** Opening Records to use block **

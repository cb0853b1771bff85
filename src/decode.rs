//! YAML decoding of input resources

use crate::contour::{HttpProxy, HTTP_PROXY_KIND};
use crate::gateway::{Gateway, GATEWAY_KIND};
use serde::de::DeserializeOwned;
use serde::Deserialize;
use std::path::{Path, PathBuf};
use thiserror::Error;

#[derive(Error, Debug)]
pub enum DecodeError {
    #[error("Parse error at {file}:{line}: {message}")]
    Syntax {
        file: PathBuf,
        line: usize,
        column: Option<usize>,
        message: String,
    },

    /// `index` is the zero-based position of the document in the stream,
    /// counting empty documents.
    #[error("{file}: document {index} has kind {kind}, expected {expected}")]
    UnexpectedKind {
        file: PathBuf,
        index: usize,
        kind: String,
        expected: &'static str,
    },
}

/// Decode every HTTPProxy document in a YAML stream.
///
/// Empty documents are ignored. A document whose `kind` is set to anything
/// other than `HTTPProxy` is an error.
pub fn decode_proxies(content: &str, file: &Path) -> Result<Vec<HttpProxy>, DecodeError> {
    let mut proxies = Vec::new();
    for (index, proxy) in documents::<HttpProxy>(content, file)? {
        check_kind(proxy.kind.as_deref(), HTTP_PROXY_KIND, index, file)?;
        proxies.push(proxy);
    }
    Ok(proxies)
}

/// Decode the first non-empty document of a YAML stream as a Gateway.
///
/// Returns `None` when the stream holds no documents.
pub fn decode_gateway(content: &str, file: &Path) -> Result<Option<Gateway>, DecodeError> {
    let Some((index, gateway)) = documents::<Gateway>(content, file)?.into_iter().next() else {
        return Ok(None);
    };
    check_kind(gateway.kind.as_deref(), GATEWAY_KIND, index, file)?;
    Ok(Some(gateway))
}

/// Decode the non-empty documents of a stream, paired with their position
fn documents<T: DeserializeOwned>(
    content: &str,
    file: &Path,
) -> Result<Vec<(usize, T)>, DecodeError> {
    let mut values = Vec::new();
    for (index, document) in serde_yaml::Deserializer::from_str(content).enumerate() {
        let value = Option::<T>::deserialize(document).map_err(|e| syntax_error(e, file))?;
        if let Some(value) = value {
            values.push((index, value));
        }
    }
    Ok(values)
}

/// Documents without a `kind` are accepted
fn check_kind(
    kind: Option<&str>,
    expected: &'static str,
    index: usize,
    file: &Path,
) -> Result<(), DecodeError> {
    match kind {
        Some(kind) if kind != expected => Err(DecodeError::UnexpectedKind {
            file: file.to_path_buf(),
            index,
            kind: kind.to_string(),
            expected,
        }),
        _ => Ok(()),
    }
}

fn syntax_error(e: serde_yaml::Error, file: &Path) -> DecodeError {
    DecodeError::Syntax {
        file: file.to_path_buf(),
        line: e.location().map(|l| l.line()).unwrap_or(0),
        column: e.location().map(|l| l.column()),
        message: e.to_string(),
    }
}
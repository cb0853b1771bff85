//! HTTPRoute and TLSRoute types

use super::{Gateway, ObjectMeta, GATEWAY_KIND, GROUP_NAME};
use serde::{Deserialize, Serialize};

/// Reference from a route to the Gateway it attaches to
#[derive(Debug, Clone, Default, PartialEq, Deserialize, Serialize)]
#[serde(rename_all = "camelCase")]
pub struct ParentReference {
    #[serde(default, skip_serializing_if = "Option::is_none")]
    pub group: Option<String>,

    #[serde(default, skip_serializing_if = "Option::is_none")]
    pub kind: Option<String>,

    #[serde(default, skip_serializing_if = "Option::is_none")]
    pub namespace: Option<String>,

    pub name: String,

    #[serde(default, skip_serializing_if = "Option::is_none")]
    pub section_name: Option<String>,
}

impl ParentReference {
    /// Reference to `gateway`. The namespace is only set when the gateway
    /// has one.
    pub fn to_gateway(gateway: &Gateway) -> Self {
        let namespace = &gateway.metadata.namespace;
        Self {
            group: Some(GROUP_NAME.to_string()),
            kind: Some(GATEWAY_KIND.to_string()),
            namespace: (!namespace.is_empty()).then(|| namespace.clone()),
            name: gateway.metadata.name.clone(),
            section_name: None,
        }
    }
}

/// Reference to a backend service
#[derive(Debug, Clone, Default, PartialEq, Deserialize, Serialize)]
#[serde(rename_all = "camelCase")]
pub struct BackendRef {
    #[serde(default, skip_serializing_if = "Option::is_none")]
    pub group: Option<String>,

    #[serde(default, skip_serializing_if = "Option::is_none")]
    pub kind: Option<String>,

    pub name: String,

    #[serde(default, skip_serializing_if = "Option::is_none")]
    pub namespace: Option<String>,

    #[serde(default, skip_serializing_if = "Option::is_none")]
    pub port: Option<u16>,

    #[serde(default, skip_serializing_if = "Option::is_none")]
    pub weight: Option<i32>,
}

impl BackendRef {
    pub fn service(name: impl Into<String>, port: u16) -> Self {
        Self {
            name: name.into(),
            port: Some(port),
            ..Default::default()
        }
    }
}

/// HTTPRoute resource
#[derive(Debug, Clone, Default, PartialEq, Deserialize, Serialize)]
#[serde(rename_all = "camelCase")]
pub struct HttpRoute {
    #[serde(default, skip_serializing_if = "Option::is_none")]
    pub api_version: Option<String>,

    #[serde(default, skip_serializing_if = "Option::is_none")]
    pub kind: Option<String>,

    #[serde(default)]
    pub metadata: ObjectMeta,

    #[serde(default)]
    pub spec: HttpRouteSpec,
}

#[derive(Debug, Clone, Default, PartialEq, Deserialize, Serialize)]
#[serde(rename_all = "camelCase")]
pub struct HttpRouteSpec {
    #[serde(default, skip_serializing_if = "Vec::is_empty")]
    pub parent_refs: Vec<ParentReference>,

    #[serde(default, skip_serializing_if = "Vec::is_empty")]
    pub rules: Vec<HttpRouteRule>,
}

#[derive(Debug, Clone, Default, PartialEq, Deserialize, Serialize)]
#[serde(rename_all = "camelCase")]
pub struct HttpRouteRule {
    #[serde(default, skip_serializing_if = "Vec::is_empty")]
    pub matches: Vec<HttpRouteMatch>,

    #[serde(default, skip_serializing_if = "Vec::is_empty")]
    pub backend_refs: Vec<BackendRef>,
}

/// Request match. An empty match matches every request.
#[derive(Debug, Clone, Default, PartialEq, Deserialize, Serialize)]
#[serde(rename_all = "camelCase")]
pub struct HttpRouteMatch {
    #[serde(default, skip_serializing_if = "Option::is_none")]
    pub path: Option<HttpPathMatch>,
}

#[derive(Debug, Clone, PartialEq, Deserialize, Serialize)]
#[serde(rename_all = "camelCase")]
pub struct HttpPathMatch {
    #[serde(rename = "type")]
    pub match_type: PathMatchType,

    pub value: String,
}

impl HttpPathMatch {
    pub fn prefix(value: impl Into<String>) -> Self {
        Self {
            match_type: PathMatchType::PathPrefix,
            value: value.into(),
        }
    }
}

#[derive(Debug, Clone, Copy, PartialEq, Eq, Deserialize, Serialize)]
pub enum PathMatchType {
    Exact,
    PathPrefix,
    RegularExpression,
}

/// TLSRoute resource
#[derive(Debug, Clone, Default, PartialEq, Deserialize, Serialize)]
#[serde(rename_all = "camelCase")]
pub struct TlsRoute {
    #[serde(default, skip_serializing_if = "Option::is_none")]
    pub api_version: Option<String>,

    #[serde(default, skip_serializing_if = "Option::is_none")]
    pub kind: Option<String>,

    #[serde(default)]
    pub metadata: ObjectMeta,

    #[serde(default)]
    pub spec: TlsRouteSpec,
}

#[derive(Debug, Clone, Default, PartialEq, Deserialize, Serialize)]
#[serde(rename_all = "camelCase")]
pub struct TlsRouteSpec {
    #[serde(default, skip_serializing_if = "Vec::is_empty")]
    pub parent_refs: Vec<ParentReference>,

    #[serde(default, skip_serializing_if = "Vec::is_empty")]
    pub rules: Vec<TlsRouteRule>,
}

#[derive(Debug, Clone, Default, PartialEq, Deserialize, Serialize)]
#[serde(rename_all = "camelCase")]
pub struct TlsRouteRule {
    #[serde(default, skip_serializing_if = "Vec::is_empty")]
    pub backend_refs: Vec<BackendRef>,
}

#[cfg(test)]
mod tests {
    use super::*;

    #[test]
    fn test_parent_reference_namespace() {
        let mut gateway = Gateway::default();
        gateway.metadata = ObjectMeta::new("contour", "projectcontour");

        let parent = ParentReference::to_gateway(&gateway);
        assert_eq!(parent.group.as_deref(), Some("gateway.networking.k8s.io"));
        assert_eq!(parent.kind.as_deref(), Some("Gateway"));
        assert_eq!(parent.name, "contour");
        assert_eq!(parent.namespace.as_deref(), Some("projectcontour"));

        gateway.metadata.namespace.clear();
        assert_eq!(ParentReference::to_gateway(&gateway).namespace, None);
    }

    #[test]
    fn test_path_match_serde() {
        let path = HttpPathMatch::prefix("/api");
        let yaml = serde_yaml::to_string(&path).unwrap();
        assert!(yaml.contains("type: PathPrefix"));
        assert!(yaml.contains("value: /api"));
    }
}
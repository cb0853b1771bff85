//! YAML output generation

use crate::translate::Translation;
use serde::Serialize;
use thiserror::Error;

#[derive(Error, Debug)]
pub enum EmitError {
    #[error("failed to serialize {kind} {name}: {source}")]
    Serialize {
        kind: &'static str,
        name: String,
        #[source]
        source: serde_yaml::Error,
    },
}

/// YAML emitter writing one document per resource
pub struct YamlEmitter {
    options: EmitterOptions,
}

/// Options for YAML emission
#[derive(Debug, Clone)]
pub struct EmitterOptions {
    /// Emit the Gateway document; routes are always emitted
    pub include_gateway: bool,
}

impl Default for EmitterOptions {
    fn default() -> Self {
        Self {
            include_gateway: true,
        }
    }
}

impl YamlEmitter {
    pub fn new(options: EmitterOptions) -> Self {
        Self { options }
    }

    /// Emit the translation as a `---` separated YAML stream: the Gateway
    /// first, then HTTPRoutes, then TLSRoutes.
    pub fn emit(&self, translation: &Translation) -> Result<String, EmitError> {
        let mut output = String::new();

        if self.options.include_gateway {
            if let Some(gateway) = &translation.gateway {
                emit_document(&mut output, "Gateway", &gateway.metadata.name, gateway)?;
            }
        }

        for route in &translation.http_routes {
            emit_document(&mut output, "HTTPRoute", &route.metadata.namespaced_name(), route)?;
        }
        for route in &translation.tls_routes {
            emit_document(&mut output, "TLSRoute", &route.metadata.namespaced_name(), route)?;
        }

        Ok(output)
    }
}

impl Default for YamlEmitter {
    fn default() -> Self {
        Self::new(EmitterOptions::default())
    }
}

fn emit_document<T: Serialize>(
    output: &mut String,
    kind: &'static str,
    name: &str,
    value: &T,
) -> Result<(), EmitError> {
    let yaml = serde_yaml::to_string(value).map_err(|source| EmitError::Serialize {
        kind,
        name: name.to_string(),
        source,
    })?;
    output.push_str("---\n");
    output.push_str(&yaml);
    Ok(())
}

** Closing Records to use block **

**Work required**.
Check each line of the entries above, and show every one holding the word "metadata".

**Solution to this problem**.
        let namespace = &gateway.metadata.namespace;
            name: gateway.metadata.name.clone(),
    pub metadata: ObjectMeta,
    pub metadata: ObjectMeta,
        gateway.metadata = ObjectMeta::new("contour", "projectcontour");
        gateway.metadata.namespace.clear();
                emit_document(&mut output, "Gateway", &gateway.metadata.name, gateway)?;
            emit_document(&mut output, "HTTPRoute", &route.metadata.namespaced_name(), route)?;
            emit_document(&mut output, "TLSRoute", &route.metadata.namespaced_name(), route)?;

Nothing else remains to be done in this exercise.